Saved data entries
::::::::::

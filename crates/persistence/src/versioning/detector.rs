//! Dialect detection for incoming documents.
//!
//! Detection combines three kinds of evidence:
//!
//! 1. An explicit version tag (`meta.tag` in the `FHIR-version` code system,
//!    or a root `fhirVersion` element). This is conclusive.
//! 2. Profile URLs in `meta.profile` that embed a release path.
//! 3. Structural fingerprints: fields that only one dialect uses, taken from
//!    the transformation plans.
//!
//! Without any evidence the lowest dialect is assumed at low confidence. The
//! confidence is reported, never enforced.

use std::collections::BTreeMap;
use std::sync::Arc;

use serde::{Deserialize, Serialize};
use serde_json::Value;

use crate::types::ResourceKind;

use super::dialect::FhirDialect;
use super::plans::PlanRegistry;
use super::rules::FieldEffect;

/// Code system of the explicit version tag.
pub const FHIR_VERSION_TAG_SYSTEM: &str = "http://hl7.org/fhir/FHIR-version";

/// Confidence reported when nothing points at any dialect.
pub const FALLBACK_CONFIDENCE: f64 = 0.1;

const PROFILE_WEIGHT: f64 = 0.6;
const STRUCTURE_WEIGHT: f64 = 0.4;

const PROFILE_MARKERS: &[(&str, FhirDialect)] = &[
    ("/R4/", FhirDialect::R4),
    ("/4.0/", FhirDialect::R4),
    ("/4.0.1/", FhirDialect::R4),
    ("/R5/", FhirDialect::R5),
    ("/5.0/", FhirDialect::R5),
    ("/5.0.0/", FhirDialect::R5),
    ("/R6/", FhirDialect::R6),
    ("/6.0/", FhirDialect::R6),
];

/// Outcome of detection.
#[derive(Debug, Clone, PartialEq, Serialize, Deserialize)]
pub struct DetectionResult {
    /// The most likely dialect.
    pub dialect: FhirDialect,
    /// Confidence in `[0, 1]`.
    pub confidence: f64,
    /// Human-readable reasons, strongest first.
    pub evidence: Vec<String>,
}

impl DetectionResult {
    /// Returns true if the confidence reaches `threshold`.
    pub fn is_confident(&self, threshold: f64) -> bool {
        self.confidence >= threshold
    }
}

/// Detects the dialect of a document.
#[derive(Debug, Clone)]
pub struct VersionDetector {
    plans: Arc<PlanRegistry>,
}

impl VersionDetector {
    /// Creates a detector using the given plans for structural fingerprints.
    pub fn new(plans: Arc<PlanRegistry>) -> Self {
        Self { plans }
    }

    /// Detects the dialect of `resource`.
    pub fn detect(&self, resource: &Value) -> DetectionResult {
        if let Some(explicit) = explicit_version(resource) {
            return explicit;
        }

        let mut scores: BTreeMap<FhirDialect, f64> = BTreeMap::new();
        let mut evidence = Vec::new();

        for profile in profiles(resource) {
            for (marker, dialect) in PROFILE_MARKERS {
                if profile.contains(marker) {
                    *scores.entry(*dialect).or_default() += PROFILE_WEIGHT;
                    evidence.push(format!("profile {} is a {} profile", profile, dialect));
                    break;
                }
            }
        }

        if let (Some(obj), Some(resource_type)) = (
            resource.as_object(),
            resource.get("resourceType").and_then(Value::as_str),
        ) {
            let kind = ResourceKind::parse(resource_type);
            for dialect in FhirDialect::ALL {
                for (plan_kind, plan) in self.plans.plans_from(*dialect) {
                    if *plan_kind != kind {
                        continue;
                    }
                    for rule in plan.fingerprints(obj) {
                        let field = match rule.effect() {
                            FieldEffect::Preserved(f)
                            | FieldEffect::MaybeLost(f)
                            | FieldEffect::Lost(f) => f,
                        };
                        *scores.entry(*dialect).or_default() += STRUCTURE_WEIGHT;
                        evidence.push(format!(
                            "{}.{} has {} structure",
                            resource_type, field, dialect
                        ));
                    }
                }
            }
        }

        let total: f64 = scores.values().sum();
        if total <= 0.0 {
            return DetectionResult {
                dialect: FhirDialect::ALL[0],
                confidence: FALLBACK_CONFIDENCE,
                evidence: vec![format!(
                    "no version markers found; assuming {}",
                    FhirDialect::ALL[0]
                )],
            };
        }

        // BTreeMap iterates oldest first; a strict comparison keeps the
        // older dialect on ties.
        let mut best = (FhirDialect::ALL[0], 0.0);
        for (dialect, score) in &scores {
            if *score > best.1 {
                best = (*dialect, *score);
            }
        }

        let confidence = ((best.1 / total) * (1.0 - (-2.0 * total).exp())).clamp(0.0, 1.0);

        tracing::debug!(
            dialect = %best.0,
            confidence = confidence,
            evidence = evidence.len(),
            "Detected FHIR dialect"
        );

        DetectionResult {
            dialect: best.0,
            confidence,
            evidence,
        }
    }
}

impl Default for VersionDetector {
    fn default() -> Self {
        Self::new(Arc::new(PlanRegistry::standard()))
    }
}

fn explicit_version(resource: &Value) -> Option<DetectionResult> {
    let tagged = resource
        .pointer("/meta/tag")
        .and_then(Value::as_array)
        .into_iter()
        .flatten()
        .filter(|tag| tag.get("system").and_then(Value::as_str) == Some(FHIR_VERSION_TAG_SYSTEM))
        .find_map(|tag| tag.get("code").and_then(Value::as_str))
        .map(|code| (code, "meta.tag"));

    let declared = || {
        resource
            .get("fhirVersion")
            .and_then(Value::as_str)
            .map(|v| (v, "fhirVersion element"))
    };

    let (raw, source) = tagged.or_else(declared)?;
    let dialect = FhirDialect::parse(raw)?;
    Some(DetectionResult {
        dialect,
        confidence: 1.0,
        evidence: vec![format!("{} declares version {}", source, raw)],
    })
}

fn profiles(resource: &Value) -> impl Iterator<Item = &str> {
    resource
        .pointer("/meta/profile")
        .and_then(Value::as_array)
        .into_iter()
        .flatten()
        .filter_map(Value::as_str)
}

::::::::::

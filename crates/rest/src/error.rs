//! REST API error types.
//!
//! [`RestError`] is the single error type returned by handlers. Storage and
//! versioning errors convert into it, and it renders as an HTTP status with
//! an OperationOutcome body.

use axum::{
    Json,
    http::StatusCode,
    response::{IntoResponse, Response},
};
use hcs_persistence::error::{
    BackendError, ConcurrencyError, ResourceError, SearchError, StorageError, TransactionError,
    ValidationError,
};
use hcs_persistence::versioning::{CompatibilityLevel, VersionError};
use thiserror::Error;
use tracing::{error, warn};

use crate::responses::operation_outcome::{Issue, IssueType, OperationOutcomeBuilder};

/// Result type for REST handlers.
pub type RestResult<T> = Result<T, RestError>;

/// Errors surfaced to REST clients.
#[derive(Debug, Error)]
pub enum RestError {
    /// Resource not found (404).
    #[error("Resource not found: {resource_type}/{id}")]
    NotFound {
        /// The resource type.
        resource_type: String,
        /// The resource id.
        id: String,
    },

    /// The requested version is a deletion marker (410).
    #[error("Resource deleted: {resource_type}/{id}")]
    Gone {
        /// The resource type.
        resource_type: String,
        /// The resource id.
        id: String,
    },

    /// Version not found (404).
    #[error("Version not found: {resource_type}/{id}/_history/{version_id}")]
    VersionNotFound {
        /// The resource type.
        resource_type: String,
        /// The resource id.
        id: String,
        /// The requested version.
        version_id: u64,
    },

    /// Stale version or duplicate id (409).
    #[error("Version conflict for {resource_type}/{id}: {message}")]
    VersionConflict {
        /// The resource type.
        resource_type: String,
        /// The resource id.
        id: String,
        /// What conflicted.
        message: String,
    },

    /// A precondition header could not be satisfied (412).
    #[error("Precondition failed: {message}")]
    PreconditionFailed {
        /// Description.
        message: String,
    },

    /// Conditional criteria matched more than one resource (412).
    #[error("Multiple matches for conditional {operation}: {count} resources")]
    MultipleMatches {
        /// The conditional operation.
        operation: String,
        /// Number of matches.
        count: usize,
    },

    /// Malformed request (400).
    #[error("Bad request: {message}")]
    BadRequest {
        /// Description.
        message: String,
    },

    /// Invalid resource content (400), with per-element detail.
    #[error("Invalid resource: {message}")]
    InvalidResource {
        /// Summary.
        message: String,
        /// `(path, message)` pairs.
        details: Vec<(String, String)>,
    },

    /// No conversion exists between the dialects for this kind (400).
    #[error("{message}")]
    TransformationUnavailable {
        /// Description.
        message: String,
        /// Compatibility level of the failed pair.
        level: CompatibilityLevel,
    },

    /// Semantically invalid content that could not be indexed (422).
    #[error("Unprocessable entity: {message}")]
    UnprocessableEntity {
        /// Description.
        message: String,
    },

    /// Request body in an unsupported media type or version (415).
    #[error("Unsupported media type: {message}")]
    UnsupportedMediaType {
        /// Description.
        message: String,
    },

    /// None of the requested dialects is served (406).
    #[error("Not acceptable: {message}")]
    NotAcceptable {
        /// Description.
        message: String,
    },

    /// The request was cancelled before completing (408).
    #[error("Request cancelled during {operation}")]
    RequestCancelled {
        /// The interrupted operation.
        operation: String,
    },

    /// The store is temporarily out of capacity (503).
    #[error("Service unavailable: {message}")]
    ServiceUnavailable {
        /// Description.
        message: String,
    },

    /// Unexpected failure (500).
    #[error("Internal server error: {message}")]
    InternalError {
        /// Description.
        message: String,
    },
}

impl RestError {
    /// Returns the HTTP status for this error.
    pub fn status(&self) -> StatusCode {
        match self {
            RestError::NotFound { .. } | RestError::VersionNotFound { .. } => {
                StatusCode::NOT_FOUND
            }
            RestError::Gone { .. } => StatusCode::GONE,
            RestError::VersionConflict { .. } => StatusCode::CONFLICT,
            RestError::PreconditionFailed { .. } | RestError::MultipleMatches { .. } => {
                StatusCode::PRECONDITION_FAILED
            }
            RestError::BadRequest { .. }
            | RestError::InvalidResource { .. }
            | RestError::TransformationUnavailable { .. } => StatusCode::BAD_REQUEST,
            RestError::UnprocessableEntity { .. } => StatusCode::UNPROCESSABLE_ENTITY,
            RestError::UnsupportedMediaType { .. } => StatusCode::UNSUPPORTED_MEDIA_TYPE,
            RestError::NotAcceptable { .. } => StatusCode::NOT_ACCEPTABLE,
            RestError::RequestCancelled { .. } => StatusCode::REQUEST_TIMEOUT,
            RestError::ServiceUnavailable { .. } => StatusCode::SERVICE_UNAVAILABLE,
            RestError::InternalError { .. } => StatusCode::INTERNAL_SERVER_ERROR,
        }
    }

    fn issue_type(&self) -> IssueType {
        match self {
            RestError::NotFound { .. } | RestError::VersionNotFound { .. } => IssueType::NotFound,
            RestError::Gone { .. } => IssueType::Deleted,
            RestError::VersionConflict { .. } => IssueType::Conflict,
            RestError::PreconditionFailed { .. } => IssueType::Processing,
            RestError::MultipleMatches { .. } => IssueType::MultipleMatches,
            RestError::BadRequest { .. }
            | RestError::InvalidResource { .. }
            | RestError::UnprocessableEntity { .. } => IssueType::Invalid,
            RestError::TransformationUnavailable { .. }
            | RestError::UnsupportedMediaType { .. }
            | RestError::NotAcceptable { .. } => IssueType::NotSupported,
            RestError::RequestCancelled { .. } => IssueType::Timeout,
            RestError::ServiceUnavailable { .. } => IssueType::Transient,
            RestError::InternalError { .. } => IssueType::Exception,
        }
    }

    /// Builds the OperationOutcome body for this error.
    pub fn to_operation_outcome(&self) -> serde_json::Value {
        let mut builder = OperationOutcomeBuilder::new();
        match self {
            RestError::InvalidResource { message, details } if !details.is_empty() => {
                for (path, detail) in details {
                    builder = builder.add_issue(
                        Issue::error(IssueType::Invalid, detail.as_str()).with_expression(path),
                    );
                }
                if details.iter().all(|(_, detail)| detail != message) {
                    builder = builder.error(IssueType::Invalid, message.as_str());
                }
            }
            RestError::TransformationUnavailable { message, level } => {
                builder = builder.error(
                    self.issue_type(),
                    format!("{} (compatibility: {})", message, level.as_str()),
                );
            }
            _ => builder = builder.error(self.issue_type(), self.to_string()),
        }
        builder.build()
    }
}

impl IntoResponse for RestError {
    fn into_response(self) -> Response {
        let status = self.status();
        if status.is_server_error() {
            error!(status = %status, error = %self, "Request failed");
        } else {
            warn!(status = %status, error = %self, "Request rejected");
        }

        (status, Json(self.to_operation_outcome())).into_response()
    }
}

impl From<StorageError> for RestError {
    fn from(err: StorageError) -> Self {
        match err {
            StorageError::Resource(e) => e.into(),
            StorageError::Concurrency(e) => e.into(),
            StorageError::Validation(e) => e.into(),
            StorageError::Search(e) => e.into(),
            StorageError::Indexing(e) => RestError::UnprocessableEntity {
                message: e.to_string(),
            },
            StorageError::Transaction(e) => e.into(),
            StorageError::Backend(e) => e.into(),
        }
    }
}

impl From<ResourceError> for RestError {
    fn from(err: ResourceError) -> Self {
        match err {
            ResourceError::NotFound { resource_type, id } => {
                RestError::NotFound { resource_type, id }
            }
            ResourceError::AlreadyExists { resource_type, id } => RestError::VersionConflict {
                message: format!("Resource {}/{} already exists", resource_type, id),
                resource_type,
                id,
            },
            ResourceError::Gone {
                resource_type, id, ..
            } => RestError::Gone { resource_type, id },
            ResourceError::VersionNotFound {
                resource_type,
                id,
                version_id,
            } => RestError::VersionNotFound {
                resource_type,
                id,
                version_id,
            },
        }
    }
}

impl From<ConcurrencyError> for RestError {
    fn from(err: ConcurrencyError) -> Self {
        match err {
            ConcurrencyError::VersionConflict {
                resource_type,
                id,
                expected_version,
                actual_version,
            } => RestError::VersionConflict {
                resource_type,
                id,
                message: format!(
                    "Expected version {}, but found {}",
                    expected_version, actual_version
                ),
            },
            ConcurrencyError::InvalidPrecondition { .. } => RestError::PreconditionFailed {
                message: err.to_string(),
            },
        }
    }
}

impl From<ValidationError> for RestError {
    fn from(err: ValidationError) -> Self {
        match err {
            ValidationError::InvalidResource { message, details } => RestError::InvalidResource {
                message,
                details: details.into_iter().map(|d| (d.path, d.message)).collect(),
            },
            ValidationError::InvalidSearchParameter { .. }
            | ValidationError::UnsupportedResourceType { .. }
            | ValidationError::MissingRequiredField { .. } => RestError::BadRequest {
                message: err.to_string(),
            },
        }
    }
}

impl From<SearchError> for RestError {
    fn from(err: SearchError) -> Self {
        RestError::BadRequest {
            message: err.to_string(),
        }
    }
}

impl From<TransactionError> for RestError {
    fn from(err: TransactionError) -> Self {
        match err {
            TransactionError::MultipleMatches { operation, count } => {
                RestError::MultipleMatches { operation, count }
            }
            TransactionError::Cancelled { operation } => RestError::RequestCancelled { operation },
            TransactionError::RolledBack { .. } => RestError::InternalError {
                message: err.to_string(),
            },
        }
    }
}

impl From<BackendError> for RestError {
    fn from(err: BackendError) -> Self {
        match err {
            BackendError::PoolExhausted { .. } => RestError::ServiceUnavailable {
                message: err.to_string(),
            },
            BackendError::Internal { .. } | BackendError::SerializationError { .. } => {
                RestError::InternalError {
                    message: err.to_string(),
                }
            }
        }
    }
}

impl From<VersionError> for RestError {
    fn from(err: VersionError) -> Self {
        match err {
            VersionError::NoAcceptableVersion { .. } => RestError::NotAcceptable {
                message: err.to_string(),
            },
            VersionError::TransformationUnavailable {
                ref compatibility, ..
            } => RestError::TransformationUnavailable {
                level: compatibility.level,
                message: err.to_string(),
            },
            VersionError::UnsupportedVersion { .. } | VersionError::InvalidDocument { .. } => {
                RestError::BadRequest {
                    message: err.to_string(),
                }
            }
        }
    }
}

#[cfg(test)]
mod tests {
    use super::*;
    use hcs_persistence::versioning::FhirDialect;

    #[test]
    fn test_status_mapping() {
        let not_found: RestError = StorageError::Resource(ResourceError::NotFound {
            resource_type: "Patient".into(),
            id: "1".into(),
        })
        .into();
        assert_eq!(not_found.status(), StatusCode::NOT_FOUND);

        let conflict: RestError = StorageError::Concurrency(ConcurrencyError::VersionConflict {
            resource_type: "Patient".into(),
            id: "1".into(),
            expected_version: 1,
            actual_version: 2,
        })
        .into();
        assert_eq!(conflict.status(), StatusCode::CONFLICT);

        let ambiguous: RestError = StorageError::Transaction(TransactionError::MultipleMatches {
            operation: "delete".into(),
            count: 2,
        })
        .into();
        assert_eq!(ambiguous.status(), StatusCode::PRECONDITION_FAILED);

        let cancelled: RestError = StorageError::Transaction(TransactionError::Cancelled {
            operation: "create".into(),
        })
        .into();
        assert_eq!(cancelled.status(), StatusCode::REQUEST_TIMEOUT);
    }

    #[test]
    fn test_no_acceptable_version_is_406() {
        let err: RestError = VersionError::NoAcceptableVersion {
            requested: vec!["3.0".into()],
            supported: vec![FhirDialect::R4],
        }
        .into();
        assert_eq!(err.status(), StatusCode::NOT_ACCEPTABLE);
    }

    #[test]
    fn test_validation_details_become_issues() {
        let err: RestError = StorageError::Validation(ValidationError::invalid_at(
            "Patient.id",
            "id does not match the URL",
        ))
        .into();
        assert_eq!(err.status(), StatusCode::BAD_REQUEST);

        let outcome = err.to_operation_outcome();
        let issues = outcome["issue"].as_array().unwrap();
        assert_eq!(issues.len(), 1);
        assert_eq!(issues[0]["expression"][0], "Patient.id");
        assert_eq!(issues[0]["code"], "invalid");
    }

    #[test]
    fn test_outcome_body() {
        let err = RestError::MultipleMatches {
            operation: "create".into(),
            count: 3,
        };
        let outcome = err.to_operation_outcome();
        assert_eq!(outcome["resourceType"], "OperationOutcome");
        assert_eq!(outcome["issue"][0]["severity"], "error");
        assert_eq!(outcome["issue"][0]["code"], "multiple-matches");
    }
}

::::::::::

» **REQUIRED WORK**
Which lines of the data include the word "ambiguous"? Copy each one.

» **SOLUTION TO THIS PROBLEM**
        let ambiguous: RestError = StorageError::Transaction(TransactionError::MultipleMatches {
        assert_eq!(ambiguous.status(), StatusCode::PRECONDITION_FAILED);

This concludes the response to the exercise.